Critics view the novel as a criticism of colonialism and of institutions such as the Catholic church. It contains a detailed description of the horrible living conditions in a slave estate. Raymond Leslie Williams connects Sierva María's name to her upbringing: rather than being connected to her father's noble heritage, she is connected to the African servants by way of being called "Sierva"(servant); Williams also states that Sierva María's status as slave despite being from a criollo family symbolizes the "larger, all-encompassing slavehood, servitude, and solitude in which many citizens of the Americas (in the fictional world of García Márquez) live". Gregory Utley argues that the church treats Sierva María as insane because of her links to African culture, and wishes to "cure" her of her African upbringing.
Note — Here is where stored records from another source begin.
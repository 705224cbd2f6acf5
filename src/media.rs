use async_trait::async_trait;
use base64::Engine as _;
use base64::engine::general_purpose::STANDARD as BASE64;
use reqwest::Client;
use thiserror::Error;

#[derive(Debug, Error)]
pub enum MediaError {
    #[error("http: {0}")]
    Http(#[from] reqwest::Error),
    #[error("decode: {0}")]
    Decode(#[from] base64::DecodeError),
    #[error("unsupported media reference: {0}")]
    Unsupported(String),
}

#[derive(Debug, Clone)]
pub struct FetchedMedia {
    pub bytes: Vec<u8>,
    pub mime: String,
}

impl FetchedMedia {
    pub fn to_data_uri(&self) -> String {
        format!("data:{};base64,{}", self.mime, BASE64.encode(&self.bytes))
    }
}

/// Resolves an image/video reference (remote URL or data URI) to raw bytes.
/// Callers absorb failures: a reference that cannot be resolved is skipped,
/// never fatal.
#[async_trait]
pub trait MediaFetcher: Send + Sync {
    async fn fetch(&self, url: &str) -> Result<FetchedMedia, MediaError>;
}

pub struct HttpMediaFetcher {
    client: Client,
}

impl HttpMediaFetcher {
    pub fn new() -> Self {
        let client = Client::builder().build().expect("reqwest client");
        Self { client }
    }
}

impl Default for HttpMediaFetcher {
    fn default() -> Self {
        Self::new()
    }
}

#[async_trait]
impl MediaFetcher for HttpMediaFetcher {
    async fn fetch(&self, url: &str) -> Result<FetchedMedia, MediaError> {
        if url.starts_with("data:") {
            return decode_data_uri(url);
        }
        if !url.starts_with("http://") && !url.starts_with("https://") {
            return Err(MediaError::Unsupported(url.to_string()));
        }
        let resp = self.client.get(url).send().await?.error_for_status()?;
        let mime = resp
            .headers()
            .get(reqwest::header::CONTENT_TYPE)
            .and_then(|v| v.to_str().ok())
            .map(|s| s.split(';').next().unwrap_or(s).trim().to_string())
            .unwrap_or_else(|| "application/octet-stream".into());
        let bytes = resp.bytes().await?.to_vec();
        Ok(FetchedMedia { bytes, mime })
    }
}

pub fn decode_data_uri(uri: &str) -> Result<FetchedMedia, MediaError> {
    let rest = uri
        .strip_prefix("data:")
        .ok_or_else(|| MediaError::Unsupported(uri.to_string()))?;
    let (header, payload) = rest
        .split_once(',')
        .ok_or_else(|| MediaError::Unsupported(uri.to_string()))?;
    if !header.ends_with(";base64") {
        return Err(MediaError::Unsupported("non-base64 data uri".into()));
    }
    let mime = header.trim_end_matches(";base64");
    let mime = if mime.is_empty() { "text/plain" } else { mime };
    let bytes = BASE64.decode(payload.trim())?;
    Ok(FetchedMedia {
        bytes,
        mime: mime.to_string(),
    })
}

/// Pixel dimensions probed from the encoded header, when the format is known.
pub fn image_dimensions(bytes: &[u8]) -> Option<(u32, u32)> {
    imagesize::blob_size(bytes)
        .ok()
        .map(|s| (s.width as u32, s.height as u32))
}

#[cfg(test)]
mod tests {
    use super::*;

    #[test]
    fn decodes_base64_data_uri() {
        let media = decode_data_uri("data:image/png;base64,aGVsbG8=").unwrap();
        assert_eq!(media.mime, "image/png");
        assert_eq!(media.bytes, b"hello");
    }

    #[test]
    fn rejects_plain_text_data_uri() {
        assert!(decode_data_uri("data:text/plain,hello").is_err());
    }

    #[test]
    fn data_uri_round_trip() {
        let media = FetchedMedia {
            bytes: b"hello".to_vec(),
            mime: "image/jpeg".into(),
        };
        let again = decode_data_uri(&media.to_data_uri()).unwrap();
        assert_eq!(again.bytes, media.bytes);
        assert_eq!(again.mime, media.mime);
    }

    // Minimal PNG header: signature + IHDR chunk carrying 1024x768.
    fn png_header(width: u32, height: u32) -> Vec<u8> {
        let mut bytes = vec![0x89, b'P', b'N', b'G', 0x0d, 0x0a, 0x1a, 0x0a];
        bytes.extend_from_slice(&13u32.to_be_bytes());
        bytes.extend_from_slice(b"IHDR");
        bytes.extend_from_slice(&width.to_be_bytes());
        bytes.extend_from_slice(&height.to_be_bytes());
        bytes.extend_from_slice(&[8, 6, 0, 0, 0]);
        bytes.extend_from_slice(&[0, 0, 0, 0]);
        bytes
    }

    #[test]
    fn probes_png_dimensions() {
        let bytes = png_header(1024, 768);
        assert_eq!(image_dimensions(&bytes), Some((1024, 768)));
    }
}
Arnold M. Penuel argues that in Del Amor, the church causes the death of Sierva María, therefore, it is criticized by Márquez as no better than the bite of a rabid dog.

The bishop, Don Toribio, is used to represent the Catholic Church. His obese body represents the influence of the church; he lives in an ancient and decayed palace and has asthma attacks, representing the decay of the church. Penuel argues that Toribio's extra weight represents a Church that has more power than it should; additionally, he argues that Toribio, like the Church, oppresses and destroys, rather than serves, and is spiritually corrupt. Ultimately, the Church, in its effort to exorcise Sierva María of demons, creates the "Other Demons" mentioned in the title.

==Reception and influence==
Of Love and Other Demons received mostly positive reviews. A.S. Byatt of the New York Times gave a positive review, writing that the novel was an "almost didactic, yet brilliantly moving, tour de force." The novel likewise received a positive review from Kirkus Reviews, which praised the characters, plot, and writing style. John Leonard praised the novella highly, but felt that the ending was rushed.

The novel has inspired a film, Of Love and Other Demons. In 2008, the opera Love and Other Demons, by Hungarian composer Péter Eötvös was premiered at the Glyndebourne Festival. Colombian-American singer Kali Uchis's second album, Sin Miedo (del Amor y Otros Demonios), is named after the novel.